Based on the background and rationale, we tested three polycations with varying pKa values as stabilizing agents for CFZ/tPNPs: poly(ethylene glycol)-poly(L-lysine) (PLL, pKa ≈ 10), poly(L-histidine) (PLH, pKa ≈ 6), and linear polyethylene imine (PEI, pKa ≈ 7, where pKa1 = 4.5 and pKa2 = 10). PLL, PLH, and PEI are polycations that are widely used as building components for various drug and gene delivery systems due to their biocompatibility and safety.2940 Thus, with ensured safety of the selected polycations, this study focuses on investigating if CFZ/tPNPs stabilized by polycations would show uniform physiochemical properties such as particle size, surface charge and drug loading while improving drug release profiles to enhance proteasome inhibition for CFZ.

Materials and Methods

Materials

Potassium biphthalate sodium hydroxide buffer and HPLC grade water were obtained from Fisher Scientific (Fair-lawn, NJ). Slide-A-Lyzer Mini Dialysis Units (20,000 MWCO) were obtained from Thermo Scientific (Rockford, IL). Heptakis (6-amino-6-deoxy)-β-CD heptahydrochloride (CD) was purchased from Cyclolab R&D Laboratory Ltd. (Hungary). Citric acid was from EM Science (Gibbstown, NJ). CFZ was purchased from LC laboratories (Woburn, MA). Methoxy-poly(ethylene glycol)-poly(L-glutamic acid) (PEG-PLE), methoxy-poly(ethylene glycol)-poly(L-lysine) (PLL) was purchased from Alamanda Polymers (Huntsville, AL). α-Ω-bis-(amino)-terminated poly(L-histidine) (PLH) was purchased from Polymer Source Inc (Canada). Linear polyethyleneimine (PEI) was purchased from Polysciences Inc (Warrington, PA).

Cell Culture

Human colorectal adenocarcinoma cell (DLD1) was from ATCC and cultured in RPMI-1640 medium supplemented with 10% fetal bovine serum, 1% sodium pyruvate and 1% penicillin-streptomycin at 37 °C in a humidified incubator with 5% CO2. The cells were maintained in an exponential growth phase by periodic sub-cultivation. For CFZ-resistant DLD1 cells, parent DLD1 cells were treated with increasing concentration of CFZ for about 4 months until cells became > 95% survival at a concentration of 1 μM CFZ.

Preparation of tPNPs

tPNPs were prepared by using a solvent evaporation method as reported previously with slight modification.17,18 Briefly, CFZ in ethanol was mixed with CD dissolved in deionized water at a 1:4 mass ratio in a 50 mL round bottom flask. Citric acid was added to the mixture to facilitate complexation between CFZ and CD while preventing the inclusion complexes from precipitating. After sonicating the solution for 2 minutes, ethanol was removed by rotary evaporation at 60 °C with reduced pressure. Following the removal of ethanol, PEG-PLE was added to the aqueous solution of CFZ/CD inclusion complexes and the solution was sonicated for 5 minutes to prepare CFZ/tPNPs in the presence of PLL, PLH or PEI at mixing ratios to neutralize charges in the nanoparticle core. CFZ/tPNPs were then frozen in dry ice and lyophilized overnight (Labconco Freezone®) using 2% (w/v) sucrose as a cryoprotectant to obtain a fine powder of nanoparticles. The primary and secondary drying was performed at −50 °C and 25 ° C for 24 h, followed by storage at −20 °C prior to use.
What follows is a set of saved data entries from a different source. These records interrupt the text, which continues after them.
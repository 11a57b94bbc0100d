use super::{run_batch, JobReport};
use crate::{
    error::NotifierError,
    shared::{
        auth::protect_route,
        notification_context::NotificationContextBuilder,
        sms_delivery::{claim_and_send_sms, SmsKind, SmsOutcome},
        usecase::{execute, UseCase},
    },
};
use actix_web::{web, HttpRequest, HttpResponse};
use salon_notifier_api_structs::send_reminder_sms::APIResponse;
use salon_notifier_domain::{reminder_window, Appointment};
use salon_notifier_infra::NotifierContext;
use tracing::{error, info};

fn handle_error(e: UseCaseErrors) -> NotifierError {
    match e {
        UseCaseErrors::StorageError => NotifierError::InternalError,
    }
}

pub async fn send_reminder_sms_controller(
    http_req: HttpRequest,
    ctx: web::Data<NotifierContext>,
) -> Result<HttpResponse, NotifierError> {
    protect_route(&http_req, &ctx)?;

    execute(SendReminderSmsUseCase {}, &ctx)
        .await
        .map(|report| HttpResponse::Ok().json(APIResponse::from(report)))
        .map_err(handle_error)
}

/// Sends the reminder sms to appointments starting in 24 hours, unless an
/// immediate confirmation sms already replaced it.
#[derive(Debug)]
pub struct SendReminderSmsUseCase {}

#[derive(Debug)]
pub enum UseCaseErrors {
    StorageError,
}

async fn notify(appointment: Appointment, ctx: &NotifierContext) -> SmsOutcome {
    let appointment_id = appointment.id.clone();
    match NotificationContextBuilder::new(ctx).build_for(appointment).await {
        Ok(n) => claim_and_send_sms(SmsKind::Reminder, &n, ctx).await,
        Err(e) => {
            error!(
                "Unable to prepare the reminder sms of appointment: {}. Error: {}",
                appointment_id, e
            );
            SmsOutcome::Failed
        }
    }
}

#[async_trait::async_trait(?Send)]
impl UseCase for SendReminderSmsUseCase {
    type Response = JobReport;

    type Errors = UseCaseErrors;

    const NAME: &'static str = "SendReminderSms";

    async fn execute(&mut self, ctx: &NotifierContext) -> Result<Self::Response, Self::Errors> {
        let window = reminder_window(ctx.sys.get_timestamp_millis(), ctx.config.reminder_window);
        let candidates = ctx
            .repos
            .appointments
            .find_reminder_candidates(&window)
            .await
            .map_err(|e| {
                error!("Unable to query reminder sms candidates. Error: {:?}", e);
                UseCaseErrors::StorageError
            })?;

        let report = run_batch(candidates, ctx.config.job_concurrency, |a| notify(a, ctx)).await;
        info!("Reminder sms job finished: {:?}", report);
        Ok(report)
    }
}
use super::subscribers::AppendEmailEvent;
use crate::{
    error::NotifierError,
    shared::{
        auth::protect_webhook_route,
        usecase::{execute, Subscriber, UseCase},
    },
};
use actix_web::{web, HttpRequest, HttpResponse};
use chrono::DateTime;
use salon_notifier_api_structs::{
    dtos::EmailEventDataDTO,
    track_email_event::{APIResponse, RequestBody, TrackingOutcome},
};
use salon_notifier_domain::{Appointment, EmailEvent, EmailEventType, ID};
use salon_notifier_infra::NotifierContext;
use tracing::{info, warn};

/// Provider name stored on events received through the webhook
pub const WEBHOOK_PROVIDER: &str = "webhook";

const APPOINTMENT_ID_KEYS: [&str; 2] = ["appointment_id", "appointmentId"];

fn handle_error(e: UseCaseErrors) -> NotifierError {
    match e {
        UseCaseErrors::StorageError => NotifierError::InternalError,
    }
}

pub async fn track_email_event_controller(
    http_req: HttpRequest,
    body: web::Json<RequestBody>,
    ctx: web::Data<NotifierContext>,
) -> Result<HttpResponse, NotifierError> {
    protect_webhook_route(&http_req, &ctx)?;

    let usecase = TrackEmailEventUseCase {
        payload: body.0,
    };

    execute(usecase, &ctx)
        .await
        .map(|res| HttpResponse::Ok().json(APIResponse {
            outcome: res.outcome,
        }))
        .map_err(handle_error)
}

/// Records delivery and open events of confirmation emails so that the
/// deferred confirmation sms is only sent to clients who did not open them.
#[derive(Debug)]
pub struct TrackEmailEventUseCase {
    pub payload: RequestBody,
}

#[derive(Debug)]
pub enum UseCaseErrors {
    StorageError,
}

#[derive(Debug)]
pub struct TrackedEmailEvent {
    pub outcome: TrackingOutcome,
    /// The event to append to the log, if any
    pub event: Option<EmailEvent>,
}

impl TrackedEmailEvent {
    fn ignored() -> Self {
        Self {
            outcome: TrackingOutcome::Ignored,
            event: None,
        }
    }
}

fn parse_event_type(event_type: &str) -> EmailEventType {
    match event_type {
        "email.sent" => EmailEventType::Sent,
        "email.delivered" => EmailEventType::Delivered,
        "email.opened" => EmailEventType::Opened,
        _ => EmailEventType::Other,
    }
}

/// The appointment id echoed back in the tags, or else in the metadata
fn tagged_appointment_id(data: &EmailEventDataDTO) -> Option<String> {
    let from_tags = data
        .tags
        .as_ref()
        .and_then(|tags| APPOINTMENT_ID_KEYS.iter().find_map(|key| tags.get(key)));
    if let Some(id) = from_tags {
        return Some(id.to_string());
    }

    let metadata = data.metadata.as_ref()?.as_object()?;
    APPOINTMENT_ID_KEYS
        .iter()
        .find_map(|key| metadata.get(*key))
        .and_then(|id| id.as_str())
        .map(|id| id.to_string())
}

impl TrackEmailEventUseCase {
    /// When the provider saw the event, falls back to the current time
    fn event_timestamp(&self, ctx: &NotifierContext) -> i64 {
        let now = ctx.sys.get_timestamp_millis();
        match &self.payload.created_at {
            Some(created_at) => match DateTime::parse_from_rfc3339(created_at) {
                Ok(ts) => ts.timestamp_millis(),
                Err(e) => {
                    warn!(
                        "Invalid created_at: {} on email event, using the current time. Error: {}",
                        created_at, e
                    );
                    now
                }
            },
            None => now,
        }
    }

    async fn correlate(&self, ctx: &NotifierContext) -> Result<Option<Appointment>, UseCaseErrors> {
        let data = &self.payload.data;

        if let Some(raw_id) = tagged_appointment_id(data) {
            let appointment_id = match raw_id.parse::<ID>() {
                Ok(id) => id,
                Err(e) => {
                    warn!("Email event tagged with an invalid appointment id. Error: {}", e);
                    return Ok(None);
                }
            };
            return Ok(ctx.repos.appointments.find(&appointment_id).await);
        }

        let recipient = match data.to.as_ref().and_then(|to| to.first()) {
            Some(recipient) => recipient,
            None => return Ok(None),
        };
        let clients = ctx
            .repos
            .clients
            .find_by_email(recipient)
            .await
            .map_err(|_| UseCaseErrors::StorageError)?;
        if clients.is_empty() {
            return Ok(None);
        }
        let client_ids = clients.into_iter().map(|c| c.id).collect::<Vec<_>>();
        Ok(ctx
            .repos
            .appointments
            .find_latest_by_clients(&client_ids)
            .await)
    }
}

#[async_trait::async_trait(?Send)]
impl UseCase for TrackEmailEventUseCase {
    type Response = TrackedEmailEvent;

    type Errors = UseCaseErrors;

    const NAME: &'static str = "TrackEmailEvent";

    async fn execute(&mut self, ctx: &NotifierContext) -> Result<Self::Response, Self::Errors> {
        let event_type = parse_event_type(&self.payload.event_type);

        let appointment = match self.correlate(ctx).await? {
            Some(appointment) => appointment,
            None => {
                info!(
                    "Ignoring {} email event: {:?} that matches no appointment",
                    self.payload.event_type, self.payload.data.email_id
                );
                return Ok(TrackedEmailEvent::ignored());
            }
        };

        let now = ctx.sys.get_timestamp_millis();
        let outcome = if event_type.marks_opened() {
            let opened = ctx
                .repos
                .appointments
                .mark_email_opened(&appointment.id, now)
                .await
                .map_err(|_| UseCaseErrors::StorageError)?;
            if !opened {
                return Ok(TrackedEmailEvent {
                    outcome: TrackingOutcome::AlreadyOpened,
                    event: None,
                });
            }
            info!("Confirmation email of appointment: {} opened", appointment.id);
            TrackingOutcome::Opened
        } else {
            TrackingOutcome::Recorded
        };

        let timestamp = self.event_timestamp(ctx);
        let mut event = EmailEvent::new(appointment.id, event_type, WEBHOOK_PROVIDER, timestamp);
        event.provider_event_id = self.payload.data.email_id.clone();
        event.metadata = serde_json::to_value(&self.payload.data).unwrap_or_default();

        Ok(TrackedEmailEvent {
            outcome,
            event: Some(event),
        })
    }

    fn subscribers() -> Vec<Box<dyn Subscriber<Self>>> {
        vec![Box::new(AppendEmailEvent)]
    }
}

#[cfg(test)]
mod tests {
    use super::*;
    use crate::appointment::DispatchConfirmationUseCase;
    use crate::job::send_deferred_confirmation_sms::SendDeferredConfirmationSmsUseCase;
    use crate::shared::test_helpers::{setup, TestEnv};
    use salon_notifier_domain::{HOUR_MILLIS, MINUTE_MILLIS};
    use serde_json::json;

    fn payload(value: serde_json::Value) -> TrackEmailEventUseCase {
        TrackEmailEventUseCase {
            payload: serde_json::from_value(value).unwrap(),
        }
    }

    async fn track(env: &TestEnv, value: serde_json::Value) -> TrackedEmailEvent {
        execute(payload(value), &env.ctx).await.unwrap()
    }

    async fn logged(env: &TestEnv, appointment: &Appointment) -> Vec<EmailEvent> {
        env.ctx
            .repos
            .email_events
            .find_by_appointment(&appointment.id)
            .await
            .unwrap()
    }

    #[test]
    fn maps_provider_event_types() {
        assert_eq!(parse_event_type("email.opened"), EmailEventType::Opened);
        assert_eq!(parse_event_type("email.delivered"), EmailEventType::Delivered);
        assert_eq!(parse_event_type("email.sent"), EmailEventType::Sent);
        assert_eq!(parse_event_type("email.bounced"), EmailEventType::Other);
    }

    #[test]
    fn reads_the_appointment_id_from_tags_before_metadata() {
        let body: RequestBody = serde_json::from_value(json!({
            "type": "email.opened",
            "data": {
                "tags": { "appointmentId": "from-tags" },
                "metadata": { "appointment_id": "from-metadata" }
            }
        }))
        .unwrap();
        assert_eq!(tagged_appointment_id(&body.data).as_deref(), Some("from-tags"));

        let body: RequestBody = serde_json::from_value(json!({
            "type": "email.opened",
            "data": { "metadata": { "appointmentId": "from-metadata" } }
        }))
        .unwrap();
        assert_eq!(tagged_appointment_id(&body.data).as_deref(), Some("from-metadata"));
    }

    #[actix_web::main]
    #[test]
    async fn open_event_marks_the_email_once() {
        let env = setup().await;
        let appointment = env.book(72 * HOUR_MILLIS).await;
        let event = json!({
            "type": "email.opened",
            "created_at": "2025-03-10T09:30:00Z",
            "data": {
                "email_id": "em_1",
                "tags": [{ "name": "appointment_id", "value": appointment.id.to_string() }]
            }
        });

        let res = track(&env, event.clone()).await;
        assert_eq!(res.outcome, TrackingOutcome::Opened);
        let opened_at = env.now();
        assert_eq!(
            env.find(&appointment).await.notifications.email_opened_at,
            Some(opened_at)
        );

        env.sys.advance(HOUR_MILLIS);
        let res = track(&env, event).await;
        assert_eq!(res.outcome, TrackingOutcome::AlreadyOpened);
        assert_eq!(
            env.find(&appointment).await.notifications.email_opened_at,
            Some(opened_at)
        );

        let events = logged(&env, &appointment).await;
        assert_eq!(events.len(), 1);
        assert_eq!(events[0].event_type, EmailEventType::Opened);
        // The log keeps the time the provider saw the open
        assert_eq!(events[0].timestamp, opened_at + 30 * MINUTE_MILLIS);
        assert_eq!(events[0].provider_event_id.as_deref(), Some("em_1"));
    }

    #[actix_web::main]
    #[test]
    async fn delivered_event_counts_as_opened() {
        let env = setup().await;
        let appointment = env.book(72 * HOUR_MILLIS).await;

        let res = track(
            &env,
            json!({
                "type": "email.delivered",
                "data": { "metadata": { "appointmentId": appointment.id.to_string() } }
            }),
        )
        .await;
        assert_eq!(res.outcome, TrackingOutcome::Opened);
        assert_eq!(
            env.find(&appointment).await.notifications.email_opened_at,
            Some(env.now())
        );
    }

    #[actix_web::main]
    #[test]
    async fn other_events_are_only_logged() {
        let env = setup().await;
        let appointment = env.book(72 * HOUR_MILLIS).await;
        let event = json!({
            "type": "email.bounced",
            "data": {
                "email_id": "em_2",
                "tags": { "appointment_id": appointment.id.to_string() }
            }
        });

        assert_eq!(track(&env, event.clone()).await.outcome, TrackingOutcome::Recorded);
        // Redelivered by the provider
        assert_eq!(track(&env, event).await.outcome, TrackingOutcome::Recorded);

        assert!(env.find(&appointment).await.notifications.email_opened_at.is_none());
        let events = logged(&env, &appointment).await;
        assert_eq!(events.len(), 1);
        assert_eq!(events[0].event_type, EmailEventType::Other);
        assert_eq!(events[0].provider, WEBHOOK_PROVIDER);
    }

    #[actix_web::main]
    #[test]
    async fn unknown_appointment_is_ignored() {
        let env = setup().await;
        let appointment = env.book(72 * HOUR_MILLIS).await;

        for id in [ID::default().to_string(), "not-an-id".to_string()] {
            let res = track(
                &env,
                json!({
                    "type": "email.opened",
                    "data": {
                        "to": ["colette@example.com"],
                        "tags": { "appointment_id": id }
                    }
                }),
            )
            .await;
            assert_eq!(res.outcome, TrackingOutcome::Ignored);
        }

        assert!(env.find(&appointment).await.notifications.email_opened_at.is_none());
        assert!(logged(&env, &appointment).await.is_empty());
    }

    #[actix_web::main]
    #[test]
    async fn falls_back_to_the_latest_appointment_of_the_recipient() {
        let env = setup().await;
        let older = env.book(72 * HOUR_MILLIS).await;
        env.sys.advance(HOUR_MILLIS);
        let latest = env.book(48 * HOUR_MILLIS).await;

        let res = track(
            &env,
            json!({ "type": "email.opened", "data": { "to": "Colette@Example.com" } }),
        )
        .await;
        assert_eq!(res.outcome, TrackingOutcome::Opened);
        assert!(env.find(&latest).await.notifications.email_opened_at.is_some());
        assert!(env.find(&older).await.notifications.email_opened_at.is_none());

        let res = track(
            &env,
            json!({ "type": "email.opened", "data": { "to": ["nobody@example.com"] } }),
        )
        .await;
        assert_eq!(res.outcome, TrackingOutcome::Ignored);
    }

    #[actix_web::main]
    #[test]
    async fn opened_email_prevents_the_deferred_sms() {
        let env = setup().await;
        let appointment = env.book(72 * HOUR_MILLIS).await;
        let usecase = DispatchConfirmationUseCase {
            appointment_id: appointment.id.clone(),
        };
        execute(usecase, &env.ctx).await.unwrap();

        env.sys.advance(HOUR_MILLIS);
        let res = track(
            &env,
            json!({
                "type": "email.opened",
                "data": { "tags": { "appointment_id": appointment.id.to_string() } }
            }),
        )
        .await;
        assert_eq!(res.outcome, TrackingOutcome::Opened);

        env.sys.advance(3 * HOUR_MILLIS);
        let report = execute(SendDeferredConfirmationSmsUseCase {}, &env.ctx)
            .await
            .unwrap();
        assert_eq!(report.matched, 0);
        assert!(env.sms.sent().is_empty());
    }
}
Particle Size and Zeta Potential Determination

The particle size and surface charge of tPNPs with and without CFZ were determined by dynamic light scattering (DLS) and zetapotential measurements (Zetasizer Nano ZS, Malvern, UK). Freeze-dried CFZ/tPNPs were resuspended and sonicated in normal saline at 2 mg/mL. The resultant suspension was placed in a folded capillary cuvette and DLS was measured with 173° backscatter at 25 °C. Data including the polydispersity index (PDI) of particle size were also calculated with the accompanying software.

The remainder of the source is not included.